A quem desgosta imenso ter cá portugueses (e há dias que a mim também bate cá uma vontade de ver muitos pelas costas) é que deve ser indicado o voo mais próximo da Lufthansa ou da Air Malasia. E é algo que digo também a quem se queixa sempre de ser culpa dos portugueses votarem nos mesmos, serem burros, etc, etc, até dar a volta quase toda e acabar com esta coisa moralmente repugnante de avaliar a vida de outros, não a considerando o mesmo tipo de “direito adquirido” que o de uma empresa privada que sacou um contrato “blindado” com o Estado.
Voltando ao início, eu estou disposto a gastar 10.000 euros para ter um felino cá por casa a arranhar-me os móveis e a saltar por cima de tudo e mais alguma coisa, a roer-me a papelada e tudo o mais.
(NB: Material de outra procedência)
use chrono::DateTime;
use chrono::Utc;
use serde::Serialize;

use crate::domain::project::models::Project;

pub mod create_project;
pub mod list_projects;

pub use create_project::create_project;
pub use list_projects::list_projects;

#[derive(Debug, Clone, PartialEq, Eq, Serialize)]
#[serde(rename_all = "camelCase")]
pub struct ProjectResponseData {
    pub id: String,
    pub title: String,
    pub description: String,
    #[serde(rename = "type")]
    pub project_type: u8,
    pub images: Vec<String>,
    pub created_at: DateTime<Utc>,
    pub end_date: Option<DateTime<Utc>>,
}

impl From<&Project> for ProjectResponseData {
    fn from(project: &Project) -> Self {
        Self {
            id: project.id.to_string(),
            title: project.title.clone(),
            description: project.description.clone(),
            project_type: project.project_type.value(),
            images: project.images.clone(),
            created_at: project.created_at,
            end_date: project.end_date,
        }
    }
}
Não sei se é racional. Mas é uma opção minha, avaliando como positivos os ganhos em relação à despesa.
No caso do actual PM Pedro e do seu ministro da Saúde Paulo não me parece que seja seu direito fazer cálculos desses e optar pela vida ou morte dos cidadãos portugueses, a menos que a dita pena tenha sido reinstituída.
A parte da obscenidade dos preços da indústria farmacêutica seria bem fácil de resolver se em Bruxelas e Estrasburgo não imperassem os eunucos políticos, salivando por uma avença.